## Work instruction
Reproduce the first line of the entries that follow and each later line, word for word, ending with the one containing "pub fn init_logger(level: &str, log_dir: Option<&Path>)".

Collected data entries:

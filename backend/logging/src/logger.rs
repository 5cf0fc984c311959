//! Structured Logger
//!
//! Wraps `tracing` to provide a console layer, an optional rolling NDJSON
//! file layer, and environment-based level control.

use std::path::Path;

use anyhow::{Context, Result};
use tracing_appender::rolling::{RollingFileAppender, Rotation};
use tracing_subscriber::{EnvFilter, fmt, layer::SubscriberExt, util::SubscriberInitExt};

/// File name prefix of the daily log (`ocrbot.log.YYYY-MM-DD`).
pub const LOG_FILE_NAME: &str = "ocrbot.log";

/// Initialize the global structured logger.
///
/// `RUST_LOG` takes precedence over `level`. When `log_dir` is set, events
/// are also written as NDJSON to a daily rolling file in that directory.
/// Calling this twice is harmless; the second subscriber is discarded.
pub fn init_logger(level: &str, log_dir: Option<&Path>) -> Result<()> {
    let env_filter = EnvFilter::try_from_default_env()
        .or_else(|_| EnvFilter::try_new(level))
        .with_context(|| format!("Invalid log level '{level}'"))?;

    let console_layer = fmt::layer()
        .with_writer(std::io::stderr)
        .with_target(false)
        .with_ansi(true);

    let file_layer = match log_dir {
        Some(dir) => {
            std::fs::create_dir_all(dir)
                .with_context(|| format!("Failed to create log directory: {}", dir.display()))?;
            let file_appender = RollingFileAppender::new(Rotation::DAILY, dir, LOG_FILE_NAME);
            Some(
                fmt::layer()
                    .json()
                    .with_writer(file_appender)
                    .with_ansi(false),
            )
        }
        None => None,
    };

    let _ = tracing_subscriber::registry()
        .with(env_filter)
        .with(console_layer)
        .with(file_layer)
        .try_init();
    Ok(())
}
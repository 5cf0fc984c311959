//! ocrbot configuration schema.
//!
//! Every section is optional in the YAML file; `defaults::apply_all_defaults`
//! fills in what is missing, and the accessors below fall back to the same
//! defaults so a bare `OcrBotConfig::default()` is usable too.

use serde::{Deserialize, Serialize};
use std::path::PathBuf;
use std::time::Duration;

use crate::defaults::{
    DEFAULT_ARCHIVE_DIR, DEFAULT_LANGUAGES, DEFAULT_LOG_LEVEL, DEFAULT_MAX_CONCURRENT_PHOTOS,
    DEFAULT_OCR_TIMEOUT_SECS, DEFAULT_TESSERACT_PATH,
};

// ---------------------------------------------------------------------------
// Top-level config
// ---------------------------------------------------------------------------

/// Root configuration for ocrbot.
#[derive(Debug, Clone, Default, Serialize, Deserialize)]
#[serde(rename_all = "camelCase")]
pub struct OcrBotConfig {
    /// Telegram bot credentials
    #[serde(default, skip_serializing_if = "Option::is_none")]
    pub telegram: Option<TelegramConfig>,

    /// OCR engine settings
    #[serde(default, skip_serializing_if = "Option::is_none")]
    pub ocr: Option<OcrConfig>,

    /// Where recognized photos are stored
    #[serde(default, skip_serializing_if = "Option::is_none")]
    pub archive: Option<ArchiveConfig>,

    /// Worker limits
    #[serde(default, skip_serializing_if = "Option::is_none")]
    pub runtime: Option<RuntimeConfig>,

    /// Logging configuration
    #[serde(default, skip_serializing_if = "Option::is_none")]
    pub logging: Option<LoggingConfig>,
}

#[derive(Debug, Clone, Default, Serialize, Deserialize)]
#[serde(rename_all = "camelCase")]
pub struct TelegramConfig {
    #[serde(default, skip_serializing_if = "Option::is_none")]
    pub bot_token: Option<String>,
}

#[derive(Debug, Clone, Default, Serialize, Deserialize)]
#[serde(rename_all = "camelCase")]
pub struct OcrConfig {
    #[serde(default, skip_serializing_if = "Option::is_none")]
    pub tesseract_path: Option<String>,
    #[serde(default, skip_serializing_if = "Option::is_none")]
    pub languages: Option<Vec<String>>,
    #[serde(default, skip_serializing_if = "Option::is_none")]
    pub timeout_secs: Option<u64>,
}

#[derive(Debug, Clone, Default, Serialize, Deserialize)]
#[serde(rename_all = "camelCase")]
pub struct ArchiveConfig {
    #[serde(default, skip_serializing_if = "Option::is_none")]
    pub dir: Option<String>,
}

#[derive(Debug, Clone, Default, Serialize, Deserialize)]
#[serde(rename_all = "camelCase")]
pub struct RuntimeConfig {
    #[serde(default, skip_serializing_if = "Option::is_none")]
    pub max_concurrent_photos: Option<u32>,
}

#[derive(Debug, Clone, Default, Serialize, Deserialize)]
#[serde(rename_all = "camelCase")]
pub struct LoggingConfig {
    #[serde(default, skip_serializing_if = "Option::is_none")]
    pub level: Option<String>,
    /// Directory for the rolling JSON log; console only when unset.
    #[serde(default, skip_serializing_if = "Option::is_none")]
    pub dir: Option<String>,
}

// ---------------------------------------------------------------------------
// Effective values
// ---------------------------------------------------------------------------

impl OcrBotConfig {
    pub fn bot_token(&self) -> Option<&str> {
        self.telegram
            .as_ref()
            .and_then(|t| t.bot_token.as_deref())
            .filter(|t| !t.is_empty())
    }

    pub fn tesseract_path(&self) -> PathBuf {
        PathBuf::from(
            self.ocr
                .as_ref()
                .and_then(|o| o.tesseract_path.as_deref())
                .unwrap_or(DEFAULT_TESSERACT_PATH),
        )
    }

    pub fn languages(&self) -> Vec<String> {
        self.ocr
            .as_ref()
            .and_then(|o| o.languages.clone())
            .unwrap_or_else(|| DEFAULT_LANGUAGES.iter().map(|s| s.to_string()).collect())
    }

    pub fn ocr_timeout(&self) -> Duration {
        Duration::from_secs(
            self.ocr
                .as_ref()
                .and_then(|o| o.timeout_secs)
                .unwrap_or(DEFAULT_OCR_TIMEOUT_SECS),
        )
    }

    pub fn archive_dir(&self) -> PathBuf {
        PathBuf::from(
            self.archive
                .as_ref()
                .and_then(|a| a.dir.as_deref())
                .unwrap_or(DEFAULT_ARCHIVE_DIR),
        )
    }

    pub fn max_concurrent_photos(&self) -> usize {
        self.runtime
            .as_ref()
            .and_then(|r| r.max_concurrent_photos)
            .unwrap_or(DEFAULT_MAX_CONCURRENT_PHOTOS) as usize
    }

    pub fn log_level(&self) -> &str {
        self.logging
            .as_ref()
            .and_then(|l| l.level.as_deref())
            .unwrap_or(DEFAULT_LOG_LEVEL)
    }

    pub fn log_dir(&self) -> Option<PathBuf> {
        self.logging
            .as_ref()
            .and_then(|l| l.dir.as_deref())
            .map(PathBuf::from)
    }
}
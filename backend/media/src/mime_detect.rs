//! Image type detection for archived photos.
//!
//! Telegram re-encodes photos as JPEG, but the archive labels files by what
//! the bytes actually are.

use image::ImageFormat;

/// Extension used when the payload is not a recognizable image.
pub const FALLBACK_EXTENSION: &str = "jpg";

/// Detect a file extension from the payload's magic bytes.
pub fn detect_image_extension(payload: &[u8]) -> &'static str {
    match image::guess_format(payload) {
        Ok(ImageFormat::Jpeg) => "jpg",
        Ok(ImageFormat::Png)  => "png",
        Ok(ImageFormat::Gif)  => "gif",
        Ok(ImageFormat::WebP) => "webp",
        Ok(ImageFormat::Bmp)  => "bmp",
        Ok(ImageFormat::Tiff) => "tiff",
        _                     => FALLBACK_EXTENSION,
    }
}
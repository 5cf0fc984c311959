use std::path::Path;

use anyhow::Result;
use async_trait::async_trait;

use crate::error::RecognitionError;

/// An OCR engine that turns an image file into text.
#[async_trait]
pub trait Recognizer: Send + Sync {
    /// Engine name for logging (e.g., "tesseract").
    fn name(&self) -> &str;

    /// Recognize the text in the image at `image_path`.
    ///
    /// The returned text is trimmed and may be empty when the image holds no text.
    async fn recognize(&self, image_path: &Path) -> Result<String, RecognitionError>;
}

/// Source of photo bytes, keyed by the platform's file id.
#[async_trait]
pub trait PhotoFetcher: Send + Sync {
    async fn fetch(&self, file_id: &str) -> Result<Vec<u8>>;
}
//! Structured logging for ocrbot.
//!
//! Handles log redaction, console and rolling NDJSON output, and per-photo event records.

pub mod event_logger;
pub mod logger;
pub mod redact;

pub use event_logger::{EventLogEntry, EventLogger, PhotoEvent};
pub use logger::{LOG_FILE_NAME, init_logger};
pub use redact::redact_sensitive_data;
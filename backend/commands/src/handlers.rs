//! Built-in command handlers and their reply texts.
use anyhow::Result;
use async_trait::async_trait;

use crate::dispatch::{CommandContext, CommandHandler, CommandResponse};
use crate::types::CommandInvocation;

pub const START_TEXT: &str = "👋 Привет! Отправь мне фото, и я распознаю на нём текст.";

pub const HELP_TEXT: &str = "ℹ️ Это OCR-бот. Он распознаёт текст на изображениях.\n\n\
Как пользоваться:\n\
1. Сделай фото документа или текста.\n\
2. Отправь его сюда.\n\
3. Бот пришлёт распознанный текст.";

pub const OCR_USAGE_TEXT: &str = "📸 Чтобы использовать OCR:\n\
1. Сделайте чёткое фото документа или текста.\n\
2. Отправьте его сюда.\n\
3. Бот распознает текст и отправит вам его копию.";

/// Replies with the same text on every invocation.
pub struct StaticReplyHandler {
    pub text: &'static str,
}

#[async_trait]
impl CommandHandler for StaticReplyHandler {
    async fn handle(&self, _ctx: &CommandContext, _inv: &CommandInvocation) -> Result<CommandResponse> {
        Ok(CommandResponse::ok(self.text))
    }
}
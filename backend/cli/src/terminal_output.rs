//! Console notes and the `check` report table.

const RESET: &str = "\x1b[0m";
const BOLD: &str = "\x1b[1m";
const RED: &str = "\x1b[31m";
const GREEN: &str = "\x1b[32m";
const YELLOW: &str = "\x1b[33m";
const CYAN: &str = "\x1b[36m";

/// Honors `NO_COLOR` and dumb terminals.
pub fn supports_color() -> bool {
    std::env::var_os("NO_COLOR").is_none()
        && (std::env::var_os("COLORTERM").is_some()
            || std::env::var("TERM").is_ok_and(|t| t != "dumb"))
}

/// Severity of a console note or a report cell.
#[derive(Debug, Clone, Copy, PartialEq, Eq)]
pub enum Tone {
    Info,
    Ok,
    Warn,
    Fail,
}

impl Tone {
    fn color(self) -> &'static str {
        match self {
            Tone::Info => CYAN,
            Tone::Ok => GREEN,
            Tone::Warn => YELLOW,
            Tone::Fail => RED,
        }
    }

    fn symbol(self) -> &'static str {
        match self {
            Tone::Info => "ℹ",
            Tone::Ok => "✓",
            Tone::Warn => "⚠",
            Tone::Fail => "✗",
        }
    }

    fn label(self) -> &'static str {
        match self {
            Tone::Info => "INFO",
            Tone::Ok => "OK",
            Tone::Warn => "WARN",
            Tone::Fail => "ERROR",
        }
    }
}

fn format_note(tone: Tone, msg: &str, color: bool) -> String {
    if color {
        format!("{}{BOLD}{}{RESET} {msg}", tone.color(), tone.symbol())
    } else {
        format!("{}: {msg}", tone.label())
    }
}

/// Print a note; failures go to stderr.
pub fn note(tone: Tone, msg: &str) {
    let line = format_note(tone, msg, supports_color());
    if tone == Tone::Fail {
        eprintln!("{line}");
    } else {
        println!("{line}");
    }
}

pub fn note_info(msg: &str) {
    note(Tone::Info, msg);
}

pub fn note_warn(msg: &str) {
    note(Tone::Warn, msg);
}

pub fn note_error(msg: &str) {
    note(Tone::Fail, msg);
}

pub fn note_success(msg: &str) {
    note(Tone::Ok, msg);
}

/// One row of the `check` report.
pub struct ReportRow {
    pub check: String,
    pub passed: bool,
    pub detail: String,
}

/// Widest detail cell before it is cut with an ellipsis.
pub const DETAIL_WIDTH: usize = 60;

/// Render the report as aligned `Check  Status  Detail` columns.
///
/// Widths count characters, so Cyrillic paths line up. The status cell is
/// colored only when `color` is set.
pub fn render_report(rows: &[ReportRow], color: bool) -> String {
    let details: Vec<String> = rows.iter().map(|r| truncate(&r.detail, DETAIL_WIDTH)).collect();
    let status = |passed: bool| if passed { "ok" } else { "FAILED" };

    let check_w = column_width("Check", rows.iter().map(|r| r.check.as_str()));
    let status_w = column_width("Status", rows.iter().map(|r| status(r.passed)));
    let detail_w = column_width("Detail", details.iter().map(String::as_str));

    let mut out = String::new();
    let header = format!(
        "  {}  {}  {}",
        pad("Check", check_w),
        pad("Status", status_w),
        pad("Detail", detail_w)
    );
    if color {
        out.push_str(&format!("{BOLD}{}{RESET}\n", header.trim_end()));
    } else {
        out.push_str(header.trim_end());
        out.push('\n');
    }
    out.push_str(&format!(
        "  {}  {}  {}\n",
        "-".repeat(check_w),
        "-".repeat(status_w),
        "-".repeat(detail_w)
    ));

    for (row, detail) in rows.iter().zip(&details) {
        let mut cell = pad(status(row.passed), status_w);
        if color {
            let tone = if row.passed { Tone::Ok } else { Tone::Fail };
            cell = format!("{}{cell}{RESET}", tone.color());
        }
        let line = format!("  {}  {cell}  {detail}", pad(&row.check, check_w));
        out.push_str(line.trim_end());
        out.push('\n');
    }
    out
}

fn column_width<'a>(header: &str, cells: impl Iterator<Item = &'a str>) -> usize {
    cells.map(|c| c.chars().count()).fold(header.chars().count(), usize::max)
}

fn pad(s: &str, width: usize) -> String {
    let fill = width.saturating_sub(s.chars().count());
    format!("{s}{}", " ".repeat(fill))
}

fn truncate(s: &str, max: usize) -> String {
    if s.chars().count() <= max {
        return s.to_string();
    }
    let kept: String = s.chars().take(max.saturating_sub(1)).collect();
    format!("{kept}…")
}

#[cfg(test)]
mod tests {
    use super::*;

    fn row(check: &str, passed: bool, detail: &str) -> ReportRow {
        ReportRow { check: check.into(), passed, detail: detail.into() }
    }

    #[test]
    fn plain_notes_carry_a_label() {
        assert_eq!(format_note(Tone::Warn, "No text found.", false), "WARN: No text found.");
        assert_eq!(format_note(Tone::Fail, "boom", false), "ERROR: boom");
        assert!(format_note(Tone::Ok, "done", true).contains("✓"));
    }

    #[test]
    fn report_columns_line_up() {
        let table = render_report(
            &[
                row("tesseract", true, "5.3.0"),
                row("archive", false, "ocr_results/отчёты is not writable"),
            ],
            false,
        );
        let lines: Vec<&str> = table.lines().collect();
        assert_eq!(lines[0], "  Check      Status  Detail");
        assert_eq!(lines[2], "  tesseract  ok      5.3.0");
        assert_eq!(lines[3], "  archive    FAILED  ocr_results/отчёты is not writable");
        assert!(!table.contains('\x1b'));
    }

    #[test]
    fn long_detail_is_cut() {
        let detail = "x".repeat(DETAIL_WIDTH + 20);
        let table = render_report(&[row("config", true, &detail)], false);
        let last = table.lines().last().unwrap();
        assert!(last.ends_with('…'));
        assert_eq!(last.split("  ").last().unwrap().chars().count(), DETAIL_WIDTH);
    }

    #[test]
    fn color_only_touches_the_status_cell() {
        let table = render_report(&[row("languages", false, "missing: rus")], true);
        assert!(table.contains(&format!("{RED}FAILED{RESET}")));
        assert!(table.contains("missing: rus"));
    }
}
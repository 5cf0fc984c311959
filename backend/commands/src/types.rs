//! Slash command types.

/// A command entry in the registry.
#[derive(Debug, Clone, PartialEq, Eq)]
pub struct CommandDef {
    /// Unique key, also the name shown in the platform's command menu (e.g. "start").
    pub key: String,
    /// Menu description.
    pub description: String,
    /// Slash aliases (must start with '/').
    pub text_aliases: Vec<String>,
}

impl CommandDef {
    pub fn new(key: &str, description: &str) -> Self {
        Self {
            key: key.to_string(),
            description: description.to_string(),
            text_aliases: vec![format!("/{key}")],
        }
    }
}

/// A detected slash-command invocation.
#[derive(Debug, Clone, PartialEq, Eq)]
pub struct CommandInvocation {
    pub key: String,
    /// Bot name after `@`, as in `/help@some_bot`.
    pub mention: Option<String>,
    /// Text after the command. The built-in commands ignore it.
    pub raw_args: String,
}
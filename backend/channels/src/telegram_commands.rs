//! Telegram Bot Commands
//!
//! Builds the `setMyCommands` menu from the command registry.

use ocrbot_commands::CommandRegistry;
use teloxide::types::BotCommand;

/// The command menu shown by Telegram clients, in registry order.
pub fn bot_commands(registry: &CommandRegistry) -> Vec<BotCommand> {
    registry
        .menu()
        .into_iter()
        .map(|(command, description)| BotCommand::new(command, description))
        .collect()
}

#[cfg(test)]
mod tests {
    use super::*;

    #[test]
    fn menu_lists_builtin_commands() {
        let commands = bot_commands(&CommandRegistry::new());
        let names: Vec<&str> = commands.iter().map(|c| c.command.as_str()).collect();
        assert_eq!(names, vec!["start", "help", "ocr"]);
        assert_eq!(commands[0].description, "Запустить бота");
    }
}
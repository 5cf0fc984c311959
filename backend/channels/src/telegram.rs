use std::sync::Arc;

use crate::ChannelAdapter;
use crate::telegram_commands::bot_commands;
use crate::telegram_media::{photo_variants, sender_profile};
use anyhow::{Context, anyhow};
use async_trait::async_trait;
use ocrbot_commands::{CommandContext, CommandDispatcher, CommandRegistry, detect_command};
use ocrbot_core::{IncomingPhoto, OcrBotError, SenderIdentity};
use ocrbot_intake::{IntakeJob, IntakeOutcome, IntakePool, PROCESSING_FAILED};
use ocrbot_logging::{EventLogger, PhotoEvent, redact_sensitive_data};
use teloxide::prelude::*;
use tracing::{debug, error, info, warn};

/// Long-polling Telegram runtime: the command menu, a command branch and a photo branch.
pub struct TelegramAdapter {
    bot: Bot,
    pool: Arc<IntakePool>,
    commands: Arc<CommandDispatcher>,
    registry: Arc<CommandRegistry>,
}

/// Shared by every handler invocation.
struct HandlerState {
    pool: Arc<IntakePool>,
    commands: Arc<CommandDispatcher>,
    registry: Arc<CommandRegistry>,
    bot_username: Option<String>,
}

impl TelegramAdapter {
    pub fn new(
        bot: Bot,
        pool: Arc<IntakePool>,
        commands: Arc<CommandDispatcher>,
        registry: Arc<CommandRegistry>,
    ) -> Self {
        Self { bot, pool, commands, registry }
    }

    /// Publish the command menu via `setMyCommands`.
    pub async fn register_commands(&self) -> Result<(), OcrBotError> {
        let menu = bot_commands(&self.registry);
        let count = menu.len();
        self.bot
            .set_my_commands(menu)
            .await
            .map_err(|e| OcrBotError::Telegram(redact_sensitive_data(&e.to_string())))?;
        info!(count, "Registered Telegram command menu");
        Ok(())
    }
}

#[async_trait]
impl ChannelAdapter for TelegramAdapter {
    fn name(&self) -> &str { "telegram" }

    async fn start(&self) -> anyhow::Result<()> {
        info!("Starting Telegram adapter");

        let me = self
            .bot
            .get_me()
            .await
            .map_err(|e| OcrBotError::Telegram(redact_sensitive_data(&e.to_string())))
            .context("Bot token was rejected by Telegram")?;
        let bot_username = me.user.username.clone();
        info!(username = ?bot_username, "Authorized as bot");

        self.register_commands().await?;

        let state = Arc::new(HandlerState {
            pool: Arc::clone(&self.pool),
            commands: Arc::clone(&self.commands),
            registry: Arc::clone(&self.registry),
            bot_username,
        });

        let handler = Update::filter_message()
            .branch(dptree::filter(|msg: Message| msg.photo().is_some()).endpoint(on_photo))
            .branch(dptree::filter(|msg: Message| msg.text().is_some()).endpoint(on_text));

        Dispatcher::builder(self.bot.clone(), handler)
            .dependencies(dptree::deps![state])
            .enable_ctrlc_handler()
            .build()
            .dispatch()
            .await;

        info!("Telegram adapter stopped");
        Ok(())
    }
}

async fn on_text(bot: Bot, msg: Message, state: Arc<HandlerState>) -> ResponseResult<()> {
    if let Err(e) = handle_command(&bot, &msg, &state).await {
        error!(
            chat_id = msg.chat.id.0,
            error = %redact_sensitive_data(&format!("{e:#}")),
            "Command handling failed"
        );
    }
    respond(())
}

async fn handle_command(bot: &Bot, msg: &Message, state: &HandlerState) -> anyhow::Result<()> {
    let Some(text) = msg.text() else { return Ok(()) };
    let Some(inv) = detect_command(text, &state.registry, state.bot_username.as_deref()) else {
        return Ok(());
    };

    let ctx = CommandContext {
        chat_id: msg.chat.id.0,
        sender: SenderIdentity::resolve(&sender_profile(msg.from.as_ref())).to_string(),
    };
    if let Some(response) = state.commands.dispatch(&ctx, &inv).await? {
        bot.send_message(msg.chat.id, response.text)
            .await
            .context("sendMessage failed")?;
    }
    Ok(())
}

/// Hand the photo to the intake pool and forward its replies from a separate task.
async fn on_photo(bot: Bot, msg: Message, state: Arc<HandlerState>) -> ResponseResult<()> {
    let Some(sizes) = msg.photo() else { return respond(()) };

    let photo = IncomingPhoto::new(
        msg.chat.id.0,
        sender_profile(msg.from.as_ref()),
        photo_variants(sizes),
    );
    let photo_id = photo.id.to_string();
    let identity = SenderIdentity::resolve(&photo.sender).to_string();
    let file_id = photo
        .largest_variant()
        .map(|v| v.file_id.clone())
        .unwrap_or_default();
    EventLogger::log_event(photo.chat_id, &photo_id, PhotoEvent::Received { identity, file_id });

    debug!(photo_id = %photo_id, free_slots = state.pool.available(), "Submitting photo");
    let job = state.pool.submit(photo);
    tokio::spawn(deliver(bot, msg.chat.id, photo_id, job));
    respond(())
}

/// Send the job's replies in order, then log how the photo ended.
async fn deliver(bot: Bot, chat_id: ChatId, photo_id: String, mut job: IntakeJob) {
    while let Some(reply) = job.replies.recv().await {
        if let Err(e) = bot.send_message(chat_id, reply.text).await {
            warn!(
                chat_id = chat_id.0,
                error = %redact_sensitive_data(&e.to_string()),
                "Failed to deliver reply"
            );
        }
    }

    let result = match job.handle.await {
        Ok(result) => result,
        Err(join_error) => Err(anyhow!(join_error).context("intake task aborted")),
    };

    let event = match result {
        Ok(IntakeOutcome::Recognized { record, messages }) => PhotoEvent::Archived {
            photo_path: record.photo_path.display().to_string(),
            messages,
        },
        Ok(IntakeOutcome::NoText) => PhotoEvent::NoText,
        Ok(IntakeOutcome::Failed { reason }) => PhotoEvent::Failed { error_msg: reason },
        Err(e) => {
            let error_msg = redact_sensitive_data(&format!("{e:#}"));
            error!(chat_id = chat_id.0, photo_id = %photo_id, error = %error_msg, "Photo processing failed");
            if let Err(send_err) = bot.send_message(chat_id, PROCESSING_FAILED).await {
                warn!(
                    chat_id = chat_id.0,
                    error = %redact_sensitive_data(&send_err.to_string()),
                    "Failed to deliver failure notice"
                );
            }
            PhotoEvent::Failed { error_msg }
        }
    };
    EventLogger::log_event(chat_id.0, &photo_id, event);
}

## Output
filename backend/logging/src/logger.rs
repository 5cf0fc984c311959
//! Structured Logger
//!
//! Wraps `tracing` to provide a console layer, an optional rolling NDJSON
//! file layer, and environment-based level control.

use std::path::Path;

use anyhow::{Context, Result};
use tracing_appender::rolling::{RollingFileAppender, Rotation};
use tracing_subscriber::{EnvFilter, fmt, layer::SubscriberExt, util::SubscriberInitExt};

/// File name prefix of the daily log (`ocrbot.log.YYYY-MM-DD`).
pub const LOG_FILE_NAME: &str = "ocrbot.log";

/// Initialize the global structured logger.
///
/// `RUST_LOG` takes precedence over `level`. When `log_dir` is set, events
/// are also written as NDJSON to a daily rolling file in that directory.
/// Calling this twice is harmless; the second subscriber is discarded.
pub fn init_logger(level: &str, log_dir: Option<&Path>) -> Result<()> {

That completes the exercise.